START DATA EXCERPTS
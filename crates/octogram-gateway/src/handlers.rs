// SPDX-FileCopyrightText: 2026 Octogram Contributors
// SPDX-License-Identifier: MIT OR Apache-2.0

//! Request handlers for the gateway routes.

use axum::body::Bytes;
use axum::extract::{Query, State};
use axum::http::{HeaderMap, StatusCode};
use axum::response::Html;
use serde::Deserialize;
use tracing::{error, info, warn};

use octogram_core::ChatUserId;

use crate::pages;
use crate::server::GatewayState;
use crate::signature::verify_signature;

/// Query parameters GitHub appends to the OAuth callback redirect.
///
/// `state` echoes whatever was put in the authorize URL, which for
/// Octogram is the chat user id.
#[derive(Debug, Deserialize)]
pub struct CallbackParams {
    pub code: Option<String>,
    pub state: Option<String>,
}

/// GET /callback: complete the OAuth handshake.
///
/// Exchanges the code for an access token and stores it under the chat
/// user id carried in `state`. The token itself never appears in the
/// response or the logs.
pub async fn get_callback(
    State(state): State<GatewayState>,
    Query(params): Query<CallbackParams>,
) -> (StatusCode, Html<String>) {
    let (Some(code), Some(chat_id)) = (params.code, params.state) else {
        return (
            StatusCode::BAD_REQUEST,
            Html("Missing code or state".to_string()),
        );
    };

    let token = match state.oauth.exchange_code(&code).await {
        Ok(Some(token)) => token,
        Ok(None) => {
            warn!("token exchange yielded no token; code invalid or expired");
            return (
                StatusCode::BAD_REQUEST,
                Html("Failed to get access token".to_string()),
            );
        }
        Err(err) => {
            error!(error = %err, "token exchange failed");
            return (
                StatusCode::BAD_REQUEST,
                Html("Failed to get access token".to_string()),
            );
        }
    };

    let identity = ChatUserId::from(chat_id.as_str());
    if let Err(err) = state.store.put(&identity, &token).await {
        error!(user = %identity, error = %err, "failed to persist access token");
        return (
            StatusCode::INTERNAL_SERVER_ERROR,
            Html("Failed to save login. Please try again.".to_string()),
        );
    }

    info!(user = %identity, "github login completed");
    (StatusCode::OK, Html(pages::LOGIN_SUCCESS.to_string()))
}

/// POST /webhook: receive a GitHub webhook delivery.
///
/// The signature is checked over the raw body before the JSON is touched.
/// Both auth failures answer 403; their bodies differ so a misconfigured
/// sender can tell "forgot the header" from "wrong secret".
pub async fn post_webhook(
    State(state): State<GatewayState>,
    headers: HeaderMap,
    body: Bytes,
) -> (StatusCode, String) {
    let header = headers
        .get("x-hub-signature-256")
        .and_then(|v| v.to_str().ok());

    if let Err(err) = verify_signature(&body, &state.webhook_secret, header) {
        warn!(error = %err, "webhook delivery rejected");
        return (StatusCode::FORBIDDEN, err.to_string());
    }

    let payload: serde_json::Value = match serde_json::from_slice(&body) {
        Ok(payload) => payload,
        Err(_) => {
            return (
                StatusCode::BAD_REQUEST,
                "Invalid JSON payload".to_string(),
            );
        }
    };

    let action = payload
        .get("action")
        .and_then(|a| a.as_str())
        .unwrap_or("<none>");
    info!(action, "webhook received");
    (StatusCode::OK, "Webhook received".to_string())
}

/// GET /support: static support page.
pub async fn get_support() -> Html<&'static str> {
    Html(pages::SUPPORT)
}

/// GET /privacy-policy: static privacy policy page.
pub async fn get_privacy_policy() -> Html<&'static str> {
    Html(pages::PRIVACY_POLICY)
}
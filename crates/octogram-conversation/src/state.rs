// SPDX-FileCopyrightText: 2026 Octogram Contributors
// SPDX-License-Identifier: MIT OR Apache-2.0

//! Per-user conversation state.
//!
//! A conversation exists only between /start and its terminal event
//! (issue created, failed, or /cancel). There is no Idle stage; absence
//! from the session map is the idle state.

use octogram_core::Account;

/// Which prompt the user is currently answering.
#[derive(Debug, Clone, Copy, PartialEq, Eq)]
pub enum Stage {
    /// Waiting for an account button press.
    SelectAccount,
    /// Waiting for a repository button press.
    SelectProject,
    /// Waiting for the issue title as free text.
    GetTitle,
    /// Waiting for the issue description as free text.
    GetDescription,
}

/// Everything collected so far in one user's issue-filing conversation.
///
/// Fields fill in as the stages advance; a field belonging to an earlier
/// stage being `None` means the state was corrupted and the conversation
/// is aborted rather than guessed at.
#[derive(Debug, Clone)]
pub struct ConversationState {
    pub stage: Stage,
    pub selected_account: Option<Account>,
    pub selected_repo: Option<String>,
    pub title: Option<String>,
}

impl ConversationState {
    /// Fresh state at the account-selection stage.
    pub fn new() -> Self {
        Self {
            stage: Stage::SelectAccount,
            selected_account: None,
            selected_repo: None,
            title: None,
        }
    }
}

impl Default for ConversationState {
    fn default() -> Self {
        Self::new()
    }
}
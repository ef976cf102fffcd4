// SPDX-FileCopyrightText: 2026 Octogram Contributors
// SPDX-License-Identifier: MIT OR Apache-2.0

//! SQLite implementation of the CredentialStore trait.

use async_trait::async_trait;
use tracing::debug;

use octogram_core::{ChatUserId, CredentialStore, OctogramError};

use crate::database::Database;
use crate::queries;

/// SQLite-backed credential store.
///
/// Wraps a [`Database`] handle and delegates to the typed query module.
/// Tokens survive process restarts, so a user who logged in before a
/// redeploy does not have to run /login again.
pub struct SqliteCredentialStore {
    db: Database,
}

impl SqliteCredentialStore {
    /// Open the store at the given database path, running migrations.
    pub async fn open(database_path: &str) -> Result<Self, OctogramError> {
        let db = Database::open(database_path).await?;
        debug!(path = %database_path, "SQLite credential store opened");
        Ok(Self { db })
    }

    /// Checkpoint and release the underlying database.
    pub async fn close(&self) -> Result<(), OctogramError> {
        self.db.close().await
    }
}

#[async_trait]
impl CredentialStore for SqliteCredentialStore {
    async fn put(&self, id: &ChatUserId, access_token: &str) -> Result<(), OctogramError> {
        queries::tokens::put_token(&self.db, id, access_token).await
    }

    async fn get(&self, id: &ChatUserId) -> Result<Option<String>, OctogramError> {
        queries::tokens::get_token(&self.db, id).await
    }
}
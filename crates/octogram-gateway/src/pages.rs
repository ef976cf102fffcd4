// SPDX-FileCopyrightText: 2026 Octogram Contributors
// SPDX-License-Identifier: MIT OR Apache-2.0

//! Static HTML served by the gateway.

pub const LOGIN_SUCCESS: &str = r#"<!DOCTYPE html>
<html>
<head><title>Octogram</title></head>
<body>
<h1>GitHub login successful!</h1>
<p>You can return to Telegram and send /start to create an issue.</p>
</body>
</html>"#;

pub const SUPPORT: &str = r#"<!DOCTYPE html>
<html>
<head><title>Octogram Support</title></head>
<body>
<h1>Octogram Support</h1>
<p>Octogram files GitHub issues from Telegram. Send /login to the bot to
connect your GitHub account, then /start to create an issue.</p>
<p>For problems with the bot, open an issue on the Octogram repository.</p>
</body>
</html>"#;

pub const PRIVACY_POLICY: &str = r#"<!DOCTYPE html>
<html>
<head><title>Octogram Privacy Policy</title></head>
<body>
<h1>Privacy Policy</h1>
<p>Octogram stores your Telegram user id together with the GitHub access
token you grant during login. The token is used only to list your accounts
and repositories and to create issues you ask for. Nothing else is stored,
and no data is shared with third parties.</p>
</body>
</html>"#;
END DATA EXCERPTS
* EXERCISE:
Print each entry exactly as it appears above.

* ANSWER AREA:
filename crates/octogram-gateway/src/handlers.rs
// SPDX-FileCopyrightText: 2026 Octogram Contributors
// SPDX-License-Identifier: MIT OR Apache-2.0

//! Request handlers for the gateway routes.

use axum::body::Bytes;
use axum::extract::{Query, State};
use axum::http::{HeaderMap, StatusCode};
use axum::response::Html;
use serde::Deserialize;
use tracing::{error, info, warn};

use octogram_core::ChatUserId;

use crate::pages;
use crate::server::GatewayState;
use crate::signature::verify_signature;

/// Query parameters GitHub appends to the OAuth callback redirect.
///
/// `state` echoes whatever was put in the authorize URL, which for
/// Octogram is the chat user id.
#[derive(Debug, Deserialize)]
pub struct CallbackParams {
    pub code: Option<String>,
    pub state: Option<String>,
}

/// GET /callback: complete the OAuth handshake.
///
/// Exchanges the code for an access token and stores it under the chat
/// user id carried in `state`. The token itself never appears in the
/// response or the logs.
pub async fn get_callback(
    State(state): State<GatewayState>,
    Query(params): Query<CallbackParams>,
) -> (StatusCode, Html<String>) {
    let (Some(code), Some(chat_id)) = (params.code, params.state) else {
        return (
            StatusCode::BAD_REQUEST,
            Html("Missing code or state".to_string()),
        );
    };

    let token = match state.oauth.exchange_code(&code).await {
        Ok(Some(token)) => token,
        Ok(None) => {
            warn!("token exchange yielded no token; code invalid or expired");
            return (
                StatusCode::BAD_REQUEST,
                Html("Failed to get access token".to_string()),
            );
        }
        Err(err) => {
            error!(error = %err, "token exchange failed");
            return (
                StatusCode::BAD_REQUEST,
                Html("Failed to get access token".to_string()),
            );
        }
    };

    let identity = ChatUserId::from(chat_id.as_str());
    if let Err(err) = state.store.put(&identity, &token).await {
        error!(user = %identity, error = %err, "failed to persist access token");
        return (
            StatusCode::INTERNAL_SERVER_ERROR,
            Html("Failed to save login. Please try again.".to_string()),
        );
    }

    info!(user = %identity, "github login completed");
    (StatusCode::OK, Html(pages::LOGIN_SUCCESS.to_string()))
}

/// POST /webhook: receive a GitHub webhook delivery.
///
/// The signature is checked over the raw body before the JSON is touched.
/// Both auth failures answer 403; their bodies differ so a misconfigured
/// sender can tell "forgot the header" from "wrong secret".
pub async fn post_webhook(
    State(state): State<GatewayState>,
    headers: HeaderMap,
    body: Bytes,
) -> (StatusCode, String) {
    let header = headers
        .get("x-hub-signature-256")
        .and_then(|v| v.to_str().ok());

    if let Err(err) = verify_signature(&body, &state.webhook_secret, header) {
        warn!(error = %err, "webhook delivery rejected");
        return (StatusCode::FORBIDDEN, err.to_string());
    }

    let payload: serde_json::Value = match serde_json::from_slice(&body) {
        Ok(payload) => payload,
        Err(_) => {
            return (
                StatusCode::BAD_REQUEST,
                "Invalid JSON payload".to_string(),
            );
        }
    };

    let action = payload
        .get("action")
        .and_then(|a| a.as_str())
        .unwrap_or("<none>");
    info!(action, "webhook received");
    (StatusCode::OK, "Webhook received".to_string())
}

/// GET /support: static support page.
pub async fn get_support() -> Html<&'static str> {
    Html(pages::SUPPORT)
}

/// GET /privacy-policy: static privacy policy page.
pub async fn get_privacy_policy() -> Html<&'static str> {
    Html(pages::PRIVACY_POLICY)
}
filename crates/octogram-conversation/src/state.rs
// SPDX-FileCopyrightText: 2026 Octogram Contributors
// SPDX-License-Identifier: MIT OR Apache-2.0

//! Per-user conversation state.
//!
//! A conversation exists only between /start and its terminal event
//! (issue created, failed, or /cancel). There is no Idle stage; absence
//! from the session map is the idle state.

use octogram_core::Account;

/// Which prompt the user is currently answering.
#[derive(Debug, Clone, Copy, PartialEq, Eq)]
pub enum Stage {
    /// Waiting for an account button press.
    SelectAccount,
    /// Waiting for a repository button press.
    SelectProject,
    /// Waiting for the issue title as free text.
    GetTitle,
    /// Waiting for the issue description as free text.
    GetDescription,
}

/// Everything collected so far in one user's issue-filing conversation.
///
/// Fields fill in as the stages advance; a field belonging to an earlier
/// stage being `None` means the state was corrupted and the conversation
/// is aborted rather than guessed at.
#[derive(Debug, Clone)]
pub struct ConversationState {
    pub stage: Stage,
    pub selected_account: Option<Account>,
    pub selected_repo: Option<String>,
    pub title: Option<String>,
}

impl ConversationState {
    /// Fresh state at the account-selection stage.
    pub fn new() -> Self {
        Self {
            stage: Stage::SelectAccount,
            selected_account: None,
            selected_repo: None,
            title: None,
        }
    }
}

impl Default for ConversationState {
    fn default() -> Self {
        Self::new()
    }
}
repository ef976cf102fffcd4
// SPDX-FileCopyrightText: 2026 Octogram Contributors
// SPDX-License-Identifier: MIT OR Apache-2.0

//! SQLite implementation of the CredentialStore trait.

use async_trait::async_trait;
use tracing::debug;

use octogram_core::{ChatUserId, CredentialStore, OctogramError};

use crate::database::Database;
use crate::queries;

/// SQLite-backed credential store.
///
/// Wraps a [`Database`] handle and delegates to the typed query module.
/// Tokens survive process restarts, so a user who logged in before a
/// redeploy does not have to run /login again.
pub struct SqliteCredentialStore {
    db: Database,
}

impl SqliteCredentialStore {
    /// Open the store at the given database path, running migrations.
    pub async fn open(database_path: &str) -> Result<Self, OctogramError> {
        let db = Database::open(database_path).await?;
        debug!(path = %database_path, "SQLite credential store opened");
        Ok(Self { db })
    }

    /// Checkpoint and release the underlying database.
    pub async fn close(&self) -> Result<(), OctogramError> {
        self.db.close().await
    }
}

#[async_trait]
impl CredentialStore for SqliteCredentialStore {
    async fn put(&self, id: &ChatUserId, access_token: &str) -> Result<(), OctogramError> {
        queries::tokens::put_token(&self.db, id, access_token).await
    }

    async fn get(&self, id: &ChatUserId) -> Result<Option<String>, OctogramError> {
        queries::tokens::get_token(&self.db, id).await
    }
}
filename crates/octogram-gateway/src/pages.rs
repository ef976cf102fffcd4
// SPDX-FileCopyrightText: 2026 Octogram Contributors
// SPDX-License-Identifier: MIT OR Apache-2.0

//! Static HTML served by the gateway.

pub const LOGIN_SUCCESS: &str = r#"<!DOCTYPE html>
<html>
<head><title>Octogram</title></head>
<body>
<h1>GitHub login successful!</h1>
<p>You can return to Telegram and send /start to create an issue.</p>
</body>
</html>"#;

pub const SUPPORT: &str = r#"<!DOCTYPE html>
<html>
<head><title>Octogram Support</title></head>
<body>
<h1>Octogram Support</h1>
<p>Octogram files GitHub issues from Telegram. Send /login to the bot to
connect your GitHub account, then /start to create an issue.</p>
<p>For problems with the bot, open an issue on the Octogram repository.</p>
</body>
</html>"#;

pub const PRIVACY_POLICY: &str = r#"<!DOCTYPE html>
<html>
<head><title>Octogram Privacy Policy</title></head>
<body>
<h1>Privacy Policy</h1>
<p>Octogram stores your Telegram user id together with the GitHub access
token you grant during login. The token is used only to list your accounts
and repositories and to create issues you ask for. Nothing else is stored,
and no data is shared with third parties.</p>
</body>
</html>"#;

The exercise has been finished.